• _WORK ORDER_: Everything from the first line of the material below through the line containing "const TRANSLATION_SELECT: &str" is to be printed exactly, and nothing more.

• _SUPPLIED MATERIAL_:

BEGIN

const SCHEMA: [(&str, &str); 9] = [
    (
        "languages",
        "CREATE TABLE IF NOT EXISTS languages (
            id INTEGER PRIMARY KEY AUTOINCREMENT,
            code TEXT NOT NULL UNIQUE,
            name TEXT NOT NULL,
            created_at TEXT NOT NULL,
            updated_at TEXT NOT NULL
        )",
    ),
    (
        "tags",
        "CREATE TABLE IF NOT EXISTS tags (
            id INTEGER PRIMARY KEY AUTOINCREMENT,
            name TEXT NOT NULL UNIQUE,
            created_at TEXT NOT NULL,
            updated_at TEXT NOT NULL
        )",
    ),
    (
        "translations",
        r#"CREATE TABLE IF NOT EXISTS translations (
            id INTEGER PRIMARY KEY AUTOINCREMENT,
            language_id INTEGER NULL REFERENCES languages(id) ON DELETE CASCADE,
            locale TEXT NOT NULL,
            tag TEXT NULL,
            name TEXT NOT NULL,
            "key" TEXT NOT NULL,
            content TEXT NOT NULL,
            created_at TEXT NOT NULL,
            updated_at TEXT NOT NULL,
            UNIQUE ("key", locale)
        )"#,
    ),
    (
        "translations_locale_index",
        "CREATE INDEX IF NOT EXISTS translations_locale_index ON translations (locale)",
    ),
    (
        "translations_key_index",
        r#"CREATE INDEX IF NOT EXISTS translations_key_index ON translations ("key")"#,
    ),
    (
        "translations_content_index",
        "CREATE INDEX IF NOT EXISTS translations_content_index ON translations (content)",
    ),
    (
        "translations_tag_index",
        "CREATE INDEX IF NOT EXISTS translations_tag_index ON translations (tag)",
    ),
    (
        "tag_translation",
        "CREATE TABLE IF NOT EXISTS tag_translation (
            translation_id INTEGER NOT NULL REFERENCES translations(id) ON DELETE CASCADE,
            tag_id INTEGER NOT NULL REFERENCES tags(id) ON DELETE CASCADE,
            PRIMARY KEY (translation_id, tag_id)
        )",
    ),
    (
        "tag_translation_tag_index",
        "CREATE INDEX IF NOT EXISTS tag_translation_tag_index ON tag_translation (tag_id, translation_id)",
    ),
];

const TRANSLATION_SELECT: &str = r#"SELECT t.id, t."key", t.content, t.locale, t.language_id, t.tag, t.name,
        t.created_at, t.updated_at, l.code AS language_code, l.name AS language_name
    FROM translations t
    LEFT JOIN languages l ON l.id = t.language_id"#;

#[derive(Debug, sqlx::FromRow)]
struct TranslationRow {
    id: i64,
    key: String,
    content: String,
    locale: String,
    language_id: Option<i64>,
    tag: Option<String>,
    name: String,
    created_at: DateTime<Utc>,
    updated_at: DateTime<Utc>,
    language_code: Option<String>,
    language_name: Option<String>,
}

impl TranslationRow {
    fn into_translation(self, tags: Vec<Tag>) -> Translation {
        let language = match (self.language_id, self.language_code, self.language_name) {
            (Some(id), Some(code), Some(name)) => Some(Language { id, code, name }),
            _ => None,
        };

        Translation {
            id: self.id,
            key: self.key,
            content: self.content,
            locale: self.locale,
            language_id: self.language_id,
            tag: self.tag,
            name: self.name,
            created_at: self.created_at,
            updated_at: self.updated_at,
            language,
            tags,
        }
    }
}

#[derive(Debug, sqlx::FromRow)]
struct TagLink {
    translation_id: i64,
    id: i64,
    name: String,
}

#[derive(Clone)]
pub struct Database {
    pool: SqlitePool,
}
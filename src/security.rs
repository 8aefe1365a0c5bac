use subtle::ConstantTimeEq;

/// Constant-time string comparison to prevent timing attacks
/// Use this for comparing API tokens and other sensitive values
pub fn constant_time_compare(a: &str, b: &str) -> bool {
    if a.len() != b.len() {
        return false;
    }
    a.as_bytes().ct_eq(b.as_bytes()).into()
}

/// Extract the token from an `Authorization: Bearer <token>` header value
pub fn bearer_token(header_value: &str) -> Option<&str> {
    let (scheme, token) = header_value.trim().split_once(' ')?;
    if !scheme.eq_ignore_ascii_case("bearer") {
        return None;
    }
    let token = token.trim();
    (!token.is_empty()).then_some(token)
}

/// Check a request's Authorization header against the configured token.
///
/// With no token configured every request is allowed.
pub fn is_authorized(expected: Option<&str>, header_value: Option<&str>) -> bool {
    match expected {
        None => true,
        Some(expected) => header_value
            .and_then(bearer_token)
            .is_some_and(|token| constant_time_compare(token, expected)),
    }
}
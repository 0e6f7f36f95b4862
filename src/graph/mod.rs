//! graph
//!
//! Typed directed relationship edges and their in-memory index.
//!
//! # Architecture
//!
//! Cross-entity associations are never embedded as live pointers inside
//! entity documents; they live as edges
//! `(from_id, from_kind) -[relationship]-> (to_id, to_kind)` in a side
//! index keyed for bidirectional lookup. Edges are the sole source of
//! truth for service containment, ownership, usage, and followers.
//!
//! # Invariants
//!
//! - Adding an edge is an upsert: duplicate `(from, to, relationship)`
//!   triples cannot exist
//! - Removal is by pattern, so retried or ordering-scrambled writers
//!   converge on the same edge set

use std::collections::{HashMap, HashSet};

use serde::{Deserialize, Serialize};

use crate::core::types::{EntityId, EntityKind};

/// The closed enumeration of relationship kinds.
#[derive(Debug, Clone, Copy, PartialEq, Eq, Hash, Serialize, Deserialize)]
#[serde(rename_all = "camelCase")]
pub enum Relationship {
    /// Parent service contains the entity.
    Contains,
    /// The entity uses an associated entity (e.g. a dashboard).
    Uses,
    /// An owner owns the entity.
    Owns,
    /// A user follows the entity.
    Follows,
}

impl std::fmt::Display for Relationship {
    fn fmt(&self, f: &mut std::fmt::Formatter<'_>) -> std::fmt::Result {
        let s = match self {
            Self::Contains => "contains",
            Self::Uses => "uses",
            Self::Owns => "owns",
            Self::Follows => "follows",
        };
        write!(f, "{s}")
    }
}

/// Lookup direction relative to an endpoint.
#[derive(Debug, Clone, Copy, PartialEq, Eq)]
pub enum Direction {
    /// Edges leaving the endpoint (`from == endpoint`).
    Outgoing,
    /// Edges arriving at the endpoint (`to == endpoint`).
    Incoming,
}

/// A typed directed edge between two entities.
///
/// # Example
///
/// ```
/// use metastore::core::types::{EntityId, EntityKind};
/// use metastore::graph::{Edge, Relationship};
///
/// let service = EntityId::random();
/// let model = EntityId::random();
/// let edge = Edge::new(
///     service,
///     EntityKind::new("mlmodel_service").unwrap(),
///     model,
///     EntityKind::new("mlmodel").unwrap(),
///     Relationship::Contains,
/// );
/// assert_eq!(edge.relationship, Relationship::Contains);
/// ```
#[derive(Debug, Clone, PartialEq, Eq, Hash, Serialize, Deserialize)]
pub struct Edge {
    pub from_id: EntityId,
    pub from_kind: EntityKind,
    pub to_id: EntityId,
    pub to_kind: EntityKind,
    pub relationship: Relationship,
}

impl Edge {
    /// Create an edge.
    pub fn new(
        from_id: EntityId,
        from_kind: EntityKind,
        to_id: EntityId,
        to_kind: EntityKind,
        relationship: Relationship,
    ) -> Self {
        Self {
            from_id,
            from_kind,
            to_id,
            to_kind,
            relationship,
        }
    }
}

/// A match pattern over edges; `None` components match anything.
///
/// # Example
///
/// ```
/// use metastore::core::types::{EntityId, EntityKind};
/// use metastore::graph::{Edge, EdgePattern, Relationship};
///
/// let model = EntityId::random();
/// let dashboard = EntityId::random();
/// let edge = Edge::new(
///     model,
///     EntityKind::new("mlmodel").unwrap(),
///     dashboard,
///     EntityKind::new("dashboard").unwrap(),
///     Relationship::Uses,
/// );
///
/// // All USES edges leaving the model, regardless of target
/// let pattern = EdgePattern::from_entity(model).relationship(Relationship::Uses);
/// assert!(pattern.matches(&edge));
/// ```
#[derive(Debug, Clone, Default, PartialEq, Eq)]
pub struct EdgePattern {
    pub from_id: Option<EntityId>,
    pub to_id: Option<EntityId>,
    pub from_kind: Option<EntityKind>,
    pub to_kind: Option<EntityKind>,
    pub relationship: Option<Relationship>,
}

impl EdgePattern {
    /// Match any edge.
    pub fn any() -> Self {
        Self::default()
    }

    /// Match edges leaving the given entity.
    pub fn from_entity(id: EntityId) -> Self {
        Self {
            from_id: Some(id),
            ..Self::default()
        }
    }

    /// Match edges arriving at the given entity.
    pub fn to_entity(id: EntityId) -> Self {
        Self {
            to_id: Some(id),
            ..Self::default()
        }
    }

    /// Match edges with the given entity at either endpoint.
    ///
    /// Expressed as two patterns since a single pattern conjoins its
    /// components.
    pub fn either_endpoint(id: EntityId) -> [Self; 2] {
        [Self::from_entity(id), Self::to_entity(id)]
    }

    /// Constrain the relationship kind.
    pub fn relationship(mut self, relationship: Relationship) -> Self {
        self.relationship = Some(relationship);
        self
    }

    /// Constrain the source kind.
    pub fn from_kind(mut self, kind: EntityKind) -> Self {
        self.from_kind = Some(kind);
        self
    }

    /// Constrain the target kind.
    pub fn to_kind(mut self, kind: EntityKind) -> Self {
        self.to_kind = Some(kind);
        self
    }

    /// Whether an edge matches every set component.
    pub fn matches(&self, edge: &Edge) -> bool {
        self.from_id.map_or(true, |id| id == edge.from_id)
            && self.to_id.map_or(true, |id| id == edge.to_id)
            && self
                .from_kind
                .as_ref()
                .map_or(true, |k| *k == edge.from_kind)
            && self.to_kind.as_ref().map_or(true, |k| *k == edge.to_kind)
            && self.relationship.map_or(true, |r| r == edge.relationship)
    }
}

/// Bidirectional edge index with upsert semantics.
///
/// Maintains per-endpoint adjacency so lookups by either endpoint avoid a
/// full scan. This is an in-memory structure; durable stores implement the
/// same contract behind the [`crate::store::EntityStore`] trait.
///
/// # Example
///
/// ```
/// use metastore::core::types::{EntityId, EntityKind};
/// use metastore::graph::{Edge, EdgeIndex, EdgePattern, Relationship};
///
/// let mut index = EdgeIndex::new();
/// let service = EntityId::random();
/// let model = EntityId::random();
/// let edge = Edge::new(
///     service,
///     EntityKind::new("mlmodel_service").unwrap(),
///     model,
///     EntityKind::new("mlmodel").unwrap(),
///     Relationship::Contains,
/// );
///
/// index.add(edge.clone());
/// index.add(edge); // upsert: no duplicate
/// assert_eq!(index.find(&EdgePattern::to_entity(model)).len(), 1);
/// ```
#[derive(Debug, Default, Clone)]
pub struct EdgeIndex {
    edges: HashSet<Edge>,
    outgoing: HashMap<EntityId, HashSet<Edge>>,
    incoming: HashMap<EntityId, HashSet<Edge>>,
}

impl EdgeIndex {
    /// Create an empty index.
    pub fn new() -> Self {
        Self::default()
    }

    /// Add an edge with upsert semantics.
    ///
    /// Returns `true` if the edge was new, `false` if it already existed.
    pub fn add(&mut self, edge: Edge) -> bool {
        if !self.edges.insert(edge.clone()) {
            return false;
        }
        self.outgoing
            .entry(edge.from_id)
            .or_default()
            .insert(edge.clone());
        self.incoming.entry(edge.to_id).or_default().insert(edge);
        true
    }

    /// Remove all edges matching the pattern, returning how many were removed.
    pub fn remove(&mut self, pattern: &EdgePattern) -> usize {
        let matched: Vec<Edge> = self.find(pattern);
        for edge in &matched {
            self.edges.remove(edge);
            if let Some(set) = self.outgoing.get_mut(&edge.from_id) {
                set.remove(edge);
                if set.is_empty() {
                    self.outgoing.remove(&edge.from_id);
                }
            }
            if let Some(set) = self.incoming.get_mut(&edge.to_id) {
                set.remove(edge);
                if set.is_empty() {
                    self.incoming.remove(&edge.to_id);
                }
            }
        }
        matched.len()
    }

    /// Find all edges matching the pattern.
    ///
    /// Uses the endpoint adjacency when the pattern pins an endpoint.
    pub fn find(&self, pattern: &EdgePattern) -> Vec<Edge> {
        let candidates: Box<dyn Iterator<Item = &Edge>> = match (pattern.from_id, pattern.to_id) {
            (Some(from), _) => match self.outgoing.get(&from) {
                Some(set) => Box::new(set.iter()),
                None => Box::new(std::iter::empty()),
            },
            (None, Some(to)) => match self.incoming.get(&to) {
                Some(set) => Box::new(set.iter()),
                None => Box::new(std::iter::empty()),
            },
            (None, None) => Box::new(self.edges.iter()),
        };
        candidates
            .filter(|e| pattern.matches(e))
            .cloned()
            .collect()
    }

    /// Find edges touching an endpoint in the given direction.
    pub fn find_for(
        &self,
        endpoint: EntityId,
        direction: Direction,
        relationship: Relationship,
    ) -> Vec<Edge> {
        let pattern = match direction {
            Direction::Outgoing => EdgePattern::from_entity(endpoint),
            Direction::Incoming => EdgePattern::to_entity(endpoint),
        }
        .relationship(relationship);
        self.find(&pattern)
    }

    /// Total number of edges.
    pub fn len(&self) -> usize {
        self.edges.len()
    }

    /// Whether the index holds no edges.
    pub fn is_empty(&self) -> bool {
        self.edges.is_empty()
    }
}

END

• _SOLUTION FOR THIS PROBLEM_:
const SCHEMA: [(&str, &str); 9] = [
    (
        "languages",
        "CREATE TABLE IF NOT EXISTS languages (
            id INTEGER PRIMARY KEY AUTOINCREMENT,
            code TEXT NOT NULL UNIQUE,
            name TEXT NOT NULL,
            created_at TEXT NOT NULL,
            updated_at TEXT NOT NULL
        )",
    ),
    (
        "tags",
        "CREATE TABLE IF NOT EXISTS tags (
            id INTEGER PRIMARY KEY AUTOINCREMENT,
            name TEXT NOT NULL UNIQUE,
            created_at TEXT NOT NULL,
            updated_at TEXT NOT NULL
        )",
    ),
    (
        "translations",
        r#"CREATE TABLE IF NOT EXISTS translations (
            id INTEGER PRIMARY KEY AUTOINCREMENT,
            language_id INTEGER NULL REFERENCES languages(id) ON DELETE CASCADE,
            locale TEXT NOT NULL,
            tag TEXT NULL,
            name TEXT NOT NULL,
            "key" TEXT NOT NULL,
            content TEXT NOT NULL,
            created_at TEXT NOT NULL,
            updated_at TEXT NOT NULL,
            UNIQUE ("key", locale)
        )"#,
    ),
    (
        "translations_locale_index",
        "CREATE INDEX IF NOT EXISTS translations_locale_index ON translations (locale)",
    ),
    (
        "translations_key_index",
        r#"CREATE INDEX IF NOT EXISTS translations_key_index ON translations ("key")"#,
    ),
    (
        "translations_content_index",
        "CREATE INDEX IF NOT EXISTS translations_content_index ON translations (content)",
    ),
    (
        "translations_tag_index",
        "CREATE INDEX IF NOT EXISTS translations_tag_index ON translations (tag)",
    ),
    (
        "tag_translation",
        "CREATE TABLE IF NOT EXISTS tag_translation (
            translation_id INTEGER NOT NULL REFERENCES translations(id) ON DELETE CASCADE,
            tag_id INTEGER NOT NULL REFERENCES tags(id) ON DELETE CASCADE,
            PRIMARY KEY (translation_id, tag_id)
        )",
    ),
    (
        "tag_translation_tag_index",
        "CREATE INDEX IF NOT EXISTS tag_translation_tag_index ON tag_translation (tag_id, translation_id)",
    ),
];

const TRANSLATION_SELECT: &str = r#"SELECT t.id, t."key", t.content, t.locale, t.language_id, t.tag, t.name,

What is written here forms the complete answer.